GS1 US, the information standards organization known as the administrator of UPC barcodes, this week celebrates 45 years since the debut and first scan of the iconic barcode.
On June 26, 1974, a pack of Wrigley’s chewing gum carrying a Universal Product Code (UPC) was scanned at a Marsh Supermarket in Troy, Ohio. Today, the barcode is scanned more than 6 billion times daily as part of the global commerce system.
“Since being introduced in the grocery sector, the barcode has enabled countless modern conveniences for consumers and paved the way for emerging technologies,” said Bob Carpenter, president and CEO of GS1 US. “From same-day delivery to patient bedside scanning that ensures administration of the proper medication, millions of transactions and processes would not be possible without barcodes and the underlying standards that uniquely identify products, services, locations and more in real time. Very few other technologies have remained as relevant over four decades, nor have they grown in versatility.”

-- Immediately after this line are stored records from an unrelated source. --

//! Sensirion SCD30 over I2C
//!
//! Only the commands needed to run continuous measurement are covered.
//! Every 16-bit word on the wire is followed by a CRC-8 (polynomial 0x31,
//! init 0xFF). The sensor needs a few milliseconds between a command write
//! and the following read.

use embedded_hal_async::delay::DelayNs;
use embedded_hal_async::i2c::I2c;
use log::{debug, error, info};

use super::{Sensor, SensorError};
use crate::reading::Reading;

const SENSOR: &str = "SCD30";

pub const DEFAULT_ADDRESS: u8 = 0x61;

/// Seconds between measurements in continuous mode
const MEASUREMENT_INTERVAL_S: u16 = 2;
/// Wait between a command and reading its response
const COMMAND_DELAY_MS: u32 = 3;

const CMD_START_CONTINUOUS: u16 = 0x0010;
const CMD_SET_INTERVAL: u16 = 0x4600;
const CMD_DATA_READY: u16 = 0x0202;
const CMD_READ_MEASUREMENT: u16 = 0x0300;
const CMD_FIRMWARE_VERSION: u16 = 0xD100;

/// Sensirion CRC-8 over one data word
pub const fn crc8(data: &[u8]) -> u8 {
    let mut crc: u8 = 0xFF;
    let mut i = 0;
    while i < data.len() {
        crc ^= data[i];
        let mut bit = 0;
        while bit < 8 {
            crc = if crc & 0x80 != 0 {
                (crc << 1) ^ 0x31
            } else {
                crc << 1
            };
            bit += 1;
        }
        i += 1;
    }
    crc
}

/// Check CRCs of a response and strip them, leaving the data words.
fn decode_words<const WORDS: usize>(raw: &[u8]) -> Result<[u16; WORDS], SensorError> {
    let mut words = [0u16; WORDS];
    for (word, chunk) in raw.chunks_exact(3).take(WORDS).enumerate() {
        if crc8(&chunk[..2]) != chunk[2] {
            return Err(SensorError::Crc {
                sensor: SENSOR,
                word,
            });
        }
        words[word] = u16::from_be_bytes([chunk[0], chunk[1]]);
    }
    Ok(words)
}

/// Decode a measurement frame: CO2 (ppm), temperature (°C) and relative
/// humidity (%), each a big-endian float split over two words.
pub fn decode_measurement(raw: &[u8; 18]) -> Result<Reading, SensorError> {
    let words = decode_words::<6>(raw)?;
    let float = |hi: u16, lo: u16| f32::from_bits(((hi as u32) << 16) | lo as u32);

    let co2 = float(words[0], words[1]);
    let temperature_c = float(words[2], words[3]);
    let humidity_pct = float(words[4], words[5]);

    // Float to int casts saturate, so negative noise reads as 0 ppm.
    Ok(Reading::new(co2 as u16, temperature_c, humidity_pct))
}

pub struct Scd30Sensor<I, D> {
    i2c: I,
    delay: D,
    address: u8,
}

impl<I: I2c, D: DelayNs> Scd30Sensor<I, D> {
    pub fn new(i2c: I, delay: D) -> Self {
        Self::with_address(i2c, delay, DEFAULT_ADDRESS)
    }

    pub fn with_address(i2c: I, delay: D, address: u8) -> Self {
        Self {
            i2c,
            delay,
            address,
        }
    }

    pub fn release(self) -> I {
        self.i2c
    }

    async fn command(
        &mut self,
        command: u16,
        operation: &'static str,
    ) -> Result<(), SensorError> {
        self.i2c
            .write(self.address, &command.to_be_bytes())
            .await
            .map_err(|e| {
                error!("{} {} write failed: {:?}", SENSOR, operation, e);
                SensorError::ReadFailed {
                    sensor: SENSOR,
                    operation,
                }
            })
    }

    async fn command_with_arg(
        &mut self,
        command: u16,
        argument: u16,
        operation: &'static str,
    ) -> Result<(), SensorError> {
        let [c0, c1] = command.to_be_bytes();
        let [a0, a1] = argument.to_be_bytes();
        let frame = [c0, c1, a0, a1, crc8(&[a0, a1])];

        self.i2c.write(self.address, &frame).await.map_err(|e| {
            error!("{} {} write failed: {:?}", SENSOR, operation, e);
            SensorError::ReadFailed {
                sensor: SENSOR,
                operation,
            }
        })
    }

    async fn read_response<const N: usize>(
        &mut self,
        command: u16,
        operation: &'static str,
    ) -> Result<[u8; N], SensorError> {
        self.command(command, operation).await?;
        self.delay.delay_ms(COMMAND_DELAY_MS).await;

        let mut buffer = [0u8; N];
        self.i2c
            .read(self.address, &mut buffer)
            .await
            .map_err(|e| {
                error!("{} {} read failed: {:?}", SENSOR, operation, e);
                SensorError::ReadFailed {
                    sensor: SENSOR,
                    operation,
                }
            })?;
        Ok(buffer)
    }

    pub async fn firmware_version(&mut self) -> Result<(u8, u8), SensorError> {
        let raw = self
            .read_response::<3>(CMD_FIRMWARE_VERSION, "read firmware version")
            .await?;
        let [version] = decode_words::<1>(&raw)?;
        let [major, minor] = version.to_be_bytes();
        Ok((major, minor))
    }
}

impl<I: I2c, D: DelayNs> Sensor for Scd30Sensor<I, D> {
    async fn begin(&mut self) -> Result<(), SensorError> {
        let (major, minor) = self
            .firmware_version()
            .await
            .map_err(|_| SensorError::NotFound { sensor: SENSOR })?;
        info!("SCD30 firmware {}.{} detected", major, minor);

        // Ambient pressure compensation disabled
        self.command_with_arg(CMD_START_CONTINUOUS, 0, "start continuous measurement")
            .await?;
        self.command_with_arg(
            CMD_SET_INTERVAL,
            MEASUREMENT_INTERVAL_S,
            "set measurement interval",
        )
        .await?;

        info!("SCD30 measuring every {}s", MEASUREMENT_INTERVAL_S);
        Ok(())
    }

    async fn data_ready(&mut self) -> Result<bool, SensorError> {
        let raw = self
            .read_response::<3>(CMD_DATA_READY, "check data ready status")
            .await?;
        let [ready] = decode_words::<1>(&raw)?;
        Ok(ready == 1)
    }

    async fn read(&mut self) -> Result<Reading, SensorError> {
        let raw = self
            .read_response::<18>(CMD_READ_MEASUREMENT, "read measurement")
            .await?;
        let reading = decode_measurement(&raw)?;
        debug!(
            "co2(ppm): {} temp(C): {:.2} humidity(%): {:.2}",
            reading.co2_ppm, reading.temperature_c, reading.humidity_pct
        );
        Ok(reading)
    }
}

The first barcode scan was the culmination of years of collaboration by inventors and the grocery industry to minimize long supermarket checkout lines. Brands and retailers needed a method to automatically capture product information, reduce human error and manage the influx of post-World War II baby-boom shoppers. While inventor Norman Joseph Woodland and classmate Bernard Silver developed the first barcode concept—a circular, bullseye-shaped design that incorporated lines and spaces—in 1973, the grocery industry selected the linear UPC barcode as the preferred standard, created by IBM engineer George Lauer. The Uniform Product Code Council, later named GS1, was the designated administrator of barcode standards in 1974, and helped brand owners use barcodes and a numbering system, today known as GS1 Global Trade Item Numbers (GTINs), to uniquely identify their products at point of sale, giving access to price information. This system also helped enhance inventory management to keep shelves stocked and allow for lower pricing due to gained efficiencies.
Since the original UPC, product identification standards (now GS1 Standards) have grown into a global system, used by more than 2 million companies doing business in 150 countries in 25 industries. Multiple versions and uses of the barcode have been created to fit modern requirements and convey more data using the same numbering system. QR codes, for example, evolved to provide consumers with detailed product information and support mobile scanning applications, according to GS1.
Also, radio frequency identification (RFID) has provided retailers the ability to locate specific items in stock and more purchase flexibility, such as buy online and pick up in store.
Other advanced barcodes help to locate products during a recall or identify counterfeit goods so that they can be removed from stock. Barcodes and the unique numbers also have become important to retailers’ e-commerce business by ensuring product listings can be found by online shoppers while providing a seamless purchase experience for consumers.
GS1 US says it “continues to facilitate important industry collaboration with brands and retailers to explore future barcode uses with a focus on empowering consumers with detailed product information both in store and online.”
It also is helping businesses leverage the existing GS1 Standards to advance emerging technologies, including artificial intelligence, machine learning and voice recognition that offer consumers more personalized, interactive product experiences.
“The last 45 years have taught us that barcodes and their unique identification numbers will always be foundational to commerce, particularly as shoppers continue to demand not only more product information to inform their purchase decision, but also fast delivery. GS1 US is addressing the growing needs of consumers to help them find, track and purchase products with convenience by evolving our standards. We’re carrying on the same pioneering spirit from 1974 into the digital era, and the opportunities are endless,” said Carpenter.